La crise du Covid-19 confronte les acteurs du retail à une incertitude fondamentale, un environnement difficile à gérer, caractérisé par l’imprévisibilité. D’où la nécessité de repenser la dynamique de fidélisation des clients, seul levier efficace d’anticipation.

Bien Vu a interrogé Jean-Paul Crenn, fondateur du cabinet de conseil et d’accompagnement Vuca Strategy.

La crise du Covid-19 est-elle le révélateur de nouveaux enjeux auxquels les entreprises sont confrontées ?

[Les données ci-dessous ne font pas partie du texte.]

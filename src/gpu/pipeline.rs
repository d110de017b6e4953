use crate::gpu::mesh::{LineVertex, Vertex};

/// Pipeline for image surfaces: textured quads with alpha blending, drawn
/// double-sided because surfaces tilt freely.
pub fn create_surface_pipeline(
    device: &wgpu::Device,
    layout: &wgpu::PipelineLayout,
    color_format: wgpu::TextureFormat,
) -> wgpu::RenderPipeline {
    let shader = device.create_shader_module(wgpu::include_wgsl!("shader.wgsl"));

    device.create_render_pipeline(&wgpu::RenderPipelineDescriptor {
        label: Some("Surface Pipeline"),
        layout: Some(layout),
        vertex: wgpu::VertexState {
            module: &shader,
            entry_point: Some("vs_main"),
            buffers: &[Vertex::desc()],
            compilation_options: wgpu::PipelineCompilationOptions::default(),
        },
        fragment: Some(wgpu::FragmentState {
            module: &shader,
            entry_point: Some("fs_main"),
            targets: &[Some(wgpu::ColorTargetState {
                format: color_format,
                blend: Some(wgpu::BlendState::ALPHA_BLENDING),
                write_mask: wgpu::ColorWrites::ALL,
            })],
            compilation_options: wgpu::PipelineCompilationOptions::default(),
        }),
        primitive: wgpu::PrimitiveState {
            topology: wgpu::PrimitiveTopology::TriangleList,
            strip_index_format: None,
            front_face: wgpu::FrontFace::Ccw,
            cull_mode: None,
            polygon_mode: wgpu::PolygonMode::Fill,
            unclipped_depth: false,
            conservative: false,
        },
        depth_stencil: None,
        multisample: wgpu::MultisampleState {
            count: 1,
            mask: !0,
            alpha_to_coverage_enabled: false,
        },
        multiview: None,
        cache: None,
    })
}

/// Pipeline for the wireframe chrome (sphere grid, tunnel boundary, borders).
pub fn create_line_pipeline(
    device: &wgpu::Device,
    layout: &wgpu::PipelineLayout,
    color_format: wgpu::TextureFormat,
) -> wgpu::RenderPipeline {
    let shader = device.create_shader_module(wgpu::include_wgsl!("lines.wgsl"));

    device.create_render_pipeline(&wgpu::RenderPipelineDescriptor {
        label: Some("Line Pipeline"),
        layout: Some(layout),
        vertex: wgpu::VertexState {
            module: &shader,
            entry_point: Some("vs_main"),
            buffers: &[LineVertex::desc()],
            compilation_options: wgpu::PipelineCompilationOptions::default(),
        },
        fragment: Some(wgpu::FragmentState {
            module: &shader,
            entry_point: Some("fs_main"),
            targets: &[Some(wgpu::ColorTargetState {
                format: color_format,
                blend: Some(wgpu::BlendState::ALPHA_BLENDING),
                write_mask: wgpu::ColorWrites::ALL,
            })],
            compilation_options: wgpu::PipelineCompilationOptions::default(),
        }),
        primitive: wgpu::PrimitiveState {
            topology: wgpu::PrimitiveTopology::LineList,
            strip_index_format: None,
            front_face: wgpu::FrontFace::Ccw,
            cull_mode: None,
            polygon_mode: wgpu::PolygonMode::Fill,
            unclipped_depth: false,
            conservative: false,
        },
        depth_stencil: None,
        multisample: wgpu::MultisampleState {
            count: 1,
            mask: !0,
            alpha_to_coverage_enabled: false,
        },
        multiview: None,
        cache: None,
    })
}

Elle place l’ensemble des acteurs économiques face à un environnement que beaucoup ne voulaient pas voir mais qui existait depuis longtemps : à savoir un monde où nous ne gérons plus tout et où les recettes et projections toutes faites ne suffisent plus. En ce sens, elle est autant un révélateur qu’un accélérateur. Regardez les enseignes qui en pâtissent d’ores et déjà : beaucoup avaient depuis longtemps oublié le client final au profit de politiques de volumes et de promotions.

« Volatilité, incertitude, complexité, ambiguïté : l’acronyme du monde nouveau »

Comment s’adapter à cet environnement par principe… imprévisible ?

C’est tout l’enjeu ! Il existe aujourd’hui un concept qui se popularise aux Etats-Unis, le VUCA, et dont l’acronyme résume bien le manque de visibilité auquel nous sommes confrontés : Volatilité, Incertitude (Uncertain en anglais), Complexité et Ambiguïté. Elaboré par les experts de l’US Army War College en 1991 pour décrypter le monde post-guerre froide, le concept a été repris depuis la crise de 2008 par plusieurs grands groupes, comme Unilever, pour refonder leur stratégie. Il part de ce constat d’incertitude pour reposer les approches. Or aujourd’hui, il ne suffit pas de tout accélérer, et en particulier la fameuse transformation digitale, pour s’adapter à ce monde nouveau. Ce n’est pas les réseaux sociaux et le CRM qui changeront les choses… Ils constituent des outils intéressants, certes, mais ce ne sont que des outils. Il faut revenir à ce qui fait la base de l’activité et de cette imprévisibilité : à savoir le client final.

« Aujourd’hui, il ne suffit plus d’accélérer la transformation digitale. Il faut repartir de ce qui constitue cette imprévisibilité, à savoir le client final »

Dans ce monde incertain, en quoi la fidélisation se révèle fondamentale ?

C’est le seul levier d’anticipation dont disposent les activités de commerce. Le contexte dans lequel nous sommes et qui va perdurer oblige les enseignes à consolider mais aussi à repenser cette dynamique de fidélisation. D’abord en termes de flux car nos comportements d’achat changent. Il convient de distinguer davantage ce qui relève d’achats de commodités – ce que l’on appelle « les courses » – qui représentent 90% de l’activité en grande distribution et où les algorithmes auront toute leur place pour apporter de la fluidité et de l’immédiateté. Ce qui diffère du « shopping » où le consommateur est par définition en quête de sens et d’expérience. Dans ce cas, il s’avère essentiel de maîtriser de bout en bout l’expérience client et de démontrer ce qui fait réellement la valeur du produit. Pour l’optique, les dynamiques de fidélisation sont différentes pour le renouvellement des lentilles et des lunettes, par exemple.

« Proche du client, même quand il n’est pas là ! »

Comment adapter ces approches de fidélisation à un contexte de distanciation et de protection où l’on voit moins de clients et de manière plus éloignée ?

C’est l’autre point fondamental. Depuis des années déjà, on constate moins de contact physique dans la relation client. Cette diminution se compense par une technicité et une expertise plus présentes. Les enjeux de fidélisation à venir vont probablement conduire à renforcer cette dimension d’expertise ainsi que le suivi des clients. La relation client se prolongera hors du point de vente, ce qui suppose de rester proche de lui, même quand il n’est pas en magasin. Cela passera par des outils de segmentation de clientèle et de CRM, bien sûr. Mais aussi par divers services d’abonnements, de conciergerie ou de service après-vente qui peuvent se mettre en place. On voit déjà de grandes enseignes comme Sephora ou même Amazon intégrer cette agilité pour répondre aux moindres demandes ou aux anomalies des produits proposés.